Textos de Rogério Santos, com reflexões e atualidade sobre indústrias culturais (imprensa, rádio, televisão, internet, cinema, videojogos, música, livros, centros comerciais) e criativas (museus, exposições, teatro, espetáculos). Na blogosfera desde 2002.
sábado, 2 de junho de 2007
A MINHA HOMENAGEM A MARY DOUGLAS
Antropólogos como Mary Douglas estudaram e examinaram a influência dos factores políticos, culturais e sociais na percepção do risco. O risco age na sociedade e cria ameaças à ordem social, mas também à ordem do corpo – se a sociedade está em perigo, também está o corpo. Com base nesse princípio, Douglas (1966/1991) discute os modos simbólicos e rituais em que se classifica o mundo. O corpo humano é conceptualizado como possuído por fronteiras para fora e para dentro, as aberturas do corpo; também a sociedade tem uma forma, com fronteiras externas, margens e estrutura interna. "Sujo" e "poluído" são coisas fora do sítio, que transcendem as fronteiras e as classificações aceites socialmente no corpo e no mundo. A teoria sobre pureza, poluição e perigo acaba, assim, por apoiar o peso do risco na sociedade ocidental contemporânea, particularmente o uso do risco como conceito de culpa e marginalização do "outro".
Manter a estabilidade significa controlar a desordem, a contaminação e a poluição. O controlo corporal é, em Douglas, o equivalente a controlo social. Como corolário do argumento, se se relaxam os controlos sociais sobre as margens, também se distendem os controlos sobre as aberturas do corpo individual. As noções contemporâneas de impureza e limpeza não são o efeito do interesse sobre os microrganismos mas de interesses simbólicos. Para Douglas (1966/1991: 14): "Tal como a conhecemos, a impureza é essencialmente desordem. A impureza absoluta só existe aos olhos do observador. [...] As ideias que temos da doença também não dão conta da variedade das nossas reacções de purificação ou de evitamento da impureza. A impureza é uma ofensa contra a ordem".

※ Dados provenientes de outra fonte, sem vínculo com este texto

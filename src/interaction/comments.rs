use uuid::Uuid;
use validator::Validate;

use super::{ActorContext, Engine, Error};
use crate::model::{CommentView, CreateCommentInput, NewComment};

impl Engine {
	/// Comments on a post as `actor`, returning the comment with its author expanded.
	#[tracing::instrument(skip(self, actor, input), fields(actor = %actor.id))]
	pub async fn add_comment(
		&self,
		post: Uuid,
		actor: ActorContext,
		input: CreateCommentInput,
	) -> Result<CommentView, Error> {
		let input = input.normalized();
		input.validate()?;

		let comment = self
			.store
			.insert_comment(NewComment {
				id: Uuid::new_v4(),
				post,
				author: actor.id,
				content: input.content,
			})
			.await?
			.ok_or(Error::PostNotFound(post))?;

		tracing::info!(comment = %comment.id, "added comment");

		let author = self.store.profiles(&[actor.id]).await?.pop();

		Ok(comment.into_view(author))
	}

	/// Deletes a comment written by `actor` and detaches it from its post.
	///
	/// Detaching is idempotent, so repeating the call after a partial failure
	/// converges on the same state.
	#[tracing::instrument(skip(self, actor), fields(actor = %actor.id))]
	pub async fn delete_comment(&self, id: Uuid, actor: ActorContext) -> Result<(), Error> {
		let comment = self
			.store
			.owned_comment(id, actor.id)
			.await?
			.ok_or(Error::CommentNotFoundOrForbidden(id))?;

		self.store.detach_comment(comment.post, id).await?;
		self.store.delete_comment(id).await?;

		tracing::info!(comment = %id, post = %comment.post, "deleted comment");

		Ok(())
	}
}

#[cfg(test)]
mod test {
	use uuid::Uuid;

	use crate::{
		interaction::{
			test::{actor, engine, post},
			Error, ErrorKind,
		},
		model::CreateCommentInput,
	};

	#[tokio::test]
	async fn test_add_comment_expands_author() {
		let (engine, store) = engine().await;
		let ada = actor(&store, "ada").await;
		let bob = actor(&store, "bob").await;
		let post = post(&engine, ada, "hello").await;

		let comment = engine
			.add_comment(post.id, bob, CreateCommentInput::new("  nice  "))
			.await
			.unwrap();

		assert_eq!(comment.content, "nice");
		assert_eq!(comment.post, post.id);
		assert_eq!(comment.author.unwrap().username, "bob");

		let post = store.post(post.id).await.unwrap().unwrap();
		assert_eq!(post.comments, vec![comment.id]);
	}

	#[tokio::test]
	async fn test_add_comment_rejects_long_content() {
		let (engine, store) = engine().await;
		let ada = actor(&store, "ada").await;
		let post = post(&engine, ada, "hello").await;

		let error = engine
			.add_comment(post.id, ada, CreateCommentInput::new("a".repeat(501)))
			.await
			.unwrap_err();

		assert_eq!(error.kind(), ErrorKind::Validation);
		assert!(store.comments_of(&[post.id]).await.unwrap().is_empty());
		assert!(store.post(post.id).await.unwrap().unwrap().comments.is_empty());
	}

	#[tokio::test]
	async fn test_add_comment_to_unknown_post() {
		let (engine, store) = engine().await;
		let ada = actor(&store, "ada").await;

		assert!(matches!(
			engine
				.add_comment(Uuid::new_v4(), ada, CreateCommentInput::new("hello"))
				.await,
			Err(Error::PostNotFound(..))
		));
	}

	#[tokio::test]
	async fn test_delete_comment_detaches_from_post() {
		let (engine, store) = engine().await;
		let ada = actor(&store, "ada").await;
		let bob = actor(&store, "bob").await;
		let post = post(&engine, ada, "hello").await;

		let first = engine
			.add_comment(post.id, bob, CreateCommentInput::new("first"))
			.await
			.unwrap();
		let second = engine
			.add_comment(post.id, ada, CreateCommentInput::new("second"))
			.await
			.unwrap();

		// Only the author may delete, not even the post's owner.
		assert!(matches!(
			engine.delete_comment(first.id, ada).await,
			Err(Error::CommentNotFoundOrForbidden(..))
		));

		engine.delete_comment(first.id, bob).await.unwrap();

		assert!(store.comment(first.id).await.unwrap().is_none());

		let details = engine.post_details(post.id).await.unwrap();
		assert_eq!(details.comments.len(), 1);
		assert_eq!(details.comments[0].id, second.id);
		assert_eq!(
			store.post(post.id).await.unwrap().unwrap().comments,
			vec![second.id]
		);

		assert!(matches!(
			engine.delete_comment(first.id, bob).await,
			Err(Error::CommentNotFoundOrForbidden(..))
		));
	}
}
use schemars::JsonSchema;
use serde::Serialize;
use uuid::Uuid;

/// A single user.
///
/// Use this when fetching from the store and returning to the client.
/// The `email` and `password` fields are not serialized to the client.
#[derive(Debug, Clone, Serialize, JsonSchema, sqlx::FromRow)]
pub struct User {
	/// The unique identifier of the user.
	pub id: Uuid,
	/// The user's primary email address, used for logging in.
	#[serde(skip_serializing)]
	pub email: String,
	/// The hashed password, salted with `id`.
	#[serde(skip)]
	pub password: Vec<u8>,
	/// The display name.
	pub name: String,
	/// The handle that is displayed to the public.
	pub username: String,
	/// A short self-description.
	pub bio: Option<String>,
	/// Where the user says they are.
	pub location: Option<String>,
	/// A locator for the user's avatar image.
	pub avatar: Option<String>,
	/// A locator for the banner image shown on the user's profile.
	pub cover_image: Option<String>,
	/// The creation time of the user.
	pub created_at: chrono::DateTime<chrono::Utc>,
}

impl User {
	pub fn profile(&self) -> Profile {
		Profile {
			id: self.id,
			name: self.name.clone(),
			username: self.username.clone(),
			avatar: self.avatar.clone(),
		}
	}
}

/// The display attributes of a user, used wherever a user reference
/// is expanded in a response.
#[derive(Debug, Clone, PartialEq, Eq, Serialize, JsonSchema, sqlx::FromRow)]
pub struct Profile {
	pub id: Uuid,
	pub name: String,
	pub username: String,
	pub avatar: Option<String>,
}

/// A user that has not been stored yet.
#[derive(Debug)]
pub struct NewUser {
	pub id: Uuid,
	pub email: String,
	pub password: Vec<u8>,
	pub name: String,
	pub username: String,
}

/// A partial update to a user's profile. `None` fields are left as they are.
#[derive(Debug, Default)]
pub struct ProfileChanges {
	pub name: Option<String>,
	pub username: Option<String>,
	pub bio: Option<String>,
	pub location: Option<String>,
	pub avatar: Option<String>,
	pub cover_image: Option<String>,
}

/// An open session, referenced by the session cookie or bearer token.
#[derive(Debug, Clone, Serialize, JsonSchema, sqlx::FromRow)]
pub struct Session {
	/// The session id.
	#[serde(rename = "session_id")]
	pub id: Uuid,
	/// The user that owns the session.
	#[serde(skip)]
	pub user_id: Uuid,
	/// The creation time of the session.
	pub created_at: chrono::DateTime<chrono::Utc>,
}
pub use crate::route::auth::model::UserData;

use schemars::JsonSchema;
use serde::Deserialize;
use validator::Validate;

use crate::{model::ProfileChanges, route::auth::model::validate_username};

/// Fields to change on the authenticated user's profile. Omitted fields are kept.
#[derive(Deserialize, Validate, JsonSchema)]
pub struct UpdateProfileInput {
	/// The display name.
	#[serde(default, deserialize_with = "crate::model::trimmed_option")]
	#[schemars(with = "Option<String>")]
	#[validate(length(min = 1, max = 64))]
	pub name: Option<String>,
	/// The handle that is displayed to the public.
	#[validate(length(min = 3, max = 16), custom(function = "validate_username"))]
	pub username: Option<String>,
	#[serde(default, deserialize_with = "crate::model::trimmed_option")]
	#[schemars(with = "Option<String>")]
	#[validate(length(max = 500))]
	pub bio: Option<String>,
	#[serde(default, deserialize_with = "crate::model::trimmed_option")]
	#[schemars(with = "Option<String>")]
	#[validate(length(max = 100))]
	pub location: Option<String>,
	/// A locator for the avatar image, such as an uploaded file path.
	#[validate(length(max = 2048))]
	pub avatar: Option<String>,
	/// A locator for the profile banner image.
	#[validate(length(max = 2048))]
	pub cover_image: Option<String>,
}

impl From<UpdateProfileInput> for ProfileChanges {
	fn from(input: UpdateProfileInput) -> Self {
		Self {
			name: input.name,
			username: input.username,
			bio: input.bio,
			location: input.location,
			avatar: input.avatar,
			cover_image: input.cover_image,
		}
	}
}
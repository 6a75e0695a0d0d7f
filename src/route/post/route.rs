use axum::extract::State;
use macros::route;

use crate::{
	extract::{Actor, Created, Json, NoContent, Path, Query},
	interaction::Engine,
	openapi::tag,
	route::model::Envelope,
};

use super::{model, RouteError};

/// Get all posts
/// Returns a page of posts, newest first, with authors, likes and comments expanded.
#[route(tag = tag::POST)]
pub async fn get_posts(
	State(engine): State<Engine>,
	Query(paginate): Query<model::Paginate>,
) -> Result<Json<Envelope<model::Listing>>, RouteError> {
	let listing = engine.list_posts(paginate.page, paginate.limit).await?;

	Ok(Json(Envelope::success(listing)))
}

/// Get single post
/// Returns a single post by its unique id, with authors, likes and comments expanded.
#[route(tag = tag::POST)]
pub async fn get_post(
	State(engine): State<Engine>,
	Path(path): Path<model::IdInput>,
) -> Result<Json<Envelope<model::PostDetailsData>>, RouteError> {
	let post = engine.post_details(path.id).await?;

	Ok(Json(Envelope::success(model::PostDetailsData { post })))
}

/// Create post
/// Creates a new post authored by the caller.
#[route(tag = tag::POST, response(status = 201, description = "Created the post.", shape = "Created<Envelope<model::PostData>>"))]
pub async fn create_post(
	State(engine): State<Engine>,
	actor: Actor,
	Json(input): Json<model::CreatePostInput>,
) -> Result<Created<Envelope<model::PostData>>, RouteError> {
	let post = engine.create_post(actor.context(), input).await?;

	Ok(Created(Envelope::success(model::PostData { post })))
}

/// Update post
/// Changes the content and tags of a post owned by the caller.
#[route(tag = tag::POST)]
pub async fn update_post(
	State(engine): State<Engine>,
	actor: Actor,
	Path(path): Path<model::IdInput>,
	Json(input): Json<model::UpdatePostInput>,
) -> Result<Json<Envelope<model::PostData>>, RouteError> {
	let post = engine.update_post(path.id, actor.context(), input).await?;

	Ok(Json(Envelope::success(model::PostData { post })))
}

/// Delete post
/// Deletes a post owned by the caller, along with all of its comments.
#[route(tag = tag::POST, response(status = 204, description = "Deleted the post."))]
pub async fn delete_post(
	State(engine): State<Engine>,
	actor: Actor,
	Path(path): Path<model::IdInput>,
) -> Result<NoContent, RouteError> {
	engine.delete_post(path.id, actor.context()).await?;

	Ok(NoContent)
}

/// Like post
/// Adds the caller to the likes of a post. Liking a post twice is rejected.
#[route(tag = tag::POST)]
pub async fn like_post(
	State(engine): State<Engine>,
	actor: Actor,
	Path(path): Path<model::IdInput>,
) -> Result<Json<Envelope<model::PostData>>, RouteError> {
	let post = engine.like(path.id, actor.context()).await?;

	Ok(Json(Envelope::success(model::PostData { post })))
}

/// Unlike post
/// Removes the caller from the likes of a post. Unliking a post that was not liked is rejected.
#[route(tag = tag::POST)]
pub async fn unlike_post(
	State(engine): State<Engine>,
	actor: Actor,
	Path(path): Path<model::IdInput>,
) -> Result<Json<Envelope<model::PostData>>, RouteError> {
	let post = engine.unlike(path.id, actor.context()).await?;

	Ok(Json(Envelope::success(model::PostData { post })))
}

/// Comment on post
/// Adds a comment by the caller to a post.
#[route(tag = tag::POST, response(status = 201, description = "Created the comment.", shape = "Created<Envelope<model::CommentData>>"))]
pub async fn add_comment(
	State(engine): State<Engine>,
	actor: Actor,
	Path(path): Path<model::IdInput>,
	Json(input): Json<model::CreateCommentInput>,
) -> Result<Created<Envelope<model::CommentData>>, RouteError> {
	let comment = engine.add_comment(path.id, actor.context(), input).await?;

	Ok(Created(Envelope::success(model::CommentData { comment })))
}

/// Delete comment
/// Deletes a comment written by the caller. The comment is located by its own id.
#[route(tag = tag::POST, response(status = 204, description = "Deleted the comment."))]
pub async fn delete_comment(
	State(engine): State<Engine>,
	actor: Actor,
	Path(path): Path<model::CommentIdInput>,
) -> Result<NoContent, RouteError> {
	engine
		.delete_comment(path.comment_id, actor.context())
		.await?;

	Ok(NoContent)
}
use std::sync::Arc;

use aide::{
	axum::{routing::get_with, ApiRouter, IntoApiResponse},
	openapi::OpenApi,
};
use axum::{response::IntoResponse, Extension};

use crate::{extract::Json, AppState};

pub fn routes() -> ApiRouter<AppState> {
	ApiRouter::new().api_route(
		"/api.json",
		get_with(serve_docs, |op| {
			op.summary("Get API documentation")
				.description("Returns this OpenAPI document.")
		}),
	)
}

async fn serve_docs(Extension(api): Extension<Arc<OpenApi>>) -> impl IntoApiResponse {
	Json(api.as_ref()).into_response()
}

#[cfg(test)]
mod test {
	use crate::test::*;

	#[tokio::test]
	async fn test_serves_openapi_document() {
		let app = app();

		let response = app.get("/docs/api.json").await;

		assert_eq!(response.status_code(), 200);

		let body = response.json::<Value>();

		assert!(body["paths"].get("/posts/{id}/like").is_some());
		assert!(body["paths"].get("/auth/register").is_some());
	}
}
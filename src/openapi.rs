use aide::{
	openapi::{ApiKeyLocation, SecurityScheme, Tag},
	transform::TransformOpenApi,
};

use crate::{error::ErrorBody, extract::Json, session};

pub const SECURITY_SCHEME_SESSION: &str = "Session";
pub const SECURITY_SCHEME_BEARER: &str = "Bearer";

pub mod tag {
	pub const AUTH: &str = "Auth";
	pub const POST: &str = "Post";
	pub const USER: &str = "User";
}

pub fn docs(api: TransformOpenApi) -> TransformOpenApi {
	api.title("Pulse Open API")
		.summary("Posts, likes and comments")
		.description(
			"Every response is wrapped in an envelope with a `status` of either \
			`success` or `error`, carrying `data` or a `message` respectively.",
		)
		.tag(Tag {
			name: tag::AUTH.into(),
			description: Some("User authentication".into()),
			..Default::default()
		})
		.tag(Tag {
			name: tag::POST.into(),
			description: Some("Posts and their likes and comments".into()),
			..Default::default()
		})
		.tag(Tag {
			name: tag::USER.into(),
			description: Some("User profiles".into()),
			..Default::default()
		})
		.security_scheme(
			SECURITY_SCHEME_SESSION,
			SecurityScheme::ApiKey {
				location: ApiKeyLocation::Cookie,
				name: session::COOKIE_NAME.into(),
				description: Some("A user session cookie".into()),
				extensions: Default::default(),
			},
		)
		.security_scheme(
			SECURITY_SCHEME_BEARER,
			SecurityScheme::Http {
				scheme: "bearer".into(),
				bearer_format: Some("session id".into()),
				description: Some("A session id sent as a bearer token".into()),
				extensions: Default::default(),
			},
		)
		.default_response_with::<Json<ErrorBody>, _>(|res| {
			res.example(ErrorBody::new("error message"))
		})
}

Numa retoma da ideia do indivíduo que assume o risco, Mary Douglas, em Risk and blame (1992), trabalha a teoria do contágio face à sida. Na sociedade contemporânea, o risco substituiu as antigas ideias sobre a desgraça, caso do pecado. A diferença entre perigo no contexto do tabu e risco como tema central do perigo contemporâneo é que o tabu reside na retórica da retribuição e acusação contra um indivíduo específico e o risco é invocado para proteger os indivíduos contra os outros (Douglas, 1992: 27-28). Reforçam-se as ideias de corpo e infecção face à invasão da sida. Se, na sida, o vírus invade o corpo, descreve-se a doença como invasora da sociedade inteira. Contínuo assalto viral, com contaminação e vulnerabilidade, a sida torna o corpo do indivíduo ou a sociedade incapazes de reagir.
O que está inserido acima foi escrito, aproveitando os trabalhos de Mary Douglas, na minha tese de doutoramento intitulada Jornalistas e fontes de informação – as notícias de VIH-sida como estudo de caso e apresentada na Universidade Nova de Lisboa. Foi uma grande alegria tê-la lido e estudado [imagem retirada do obituário publicado no Times, em 18 de Maio último].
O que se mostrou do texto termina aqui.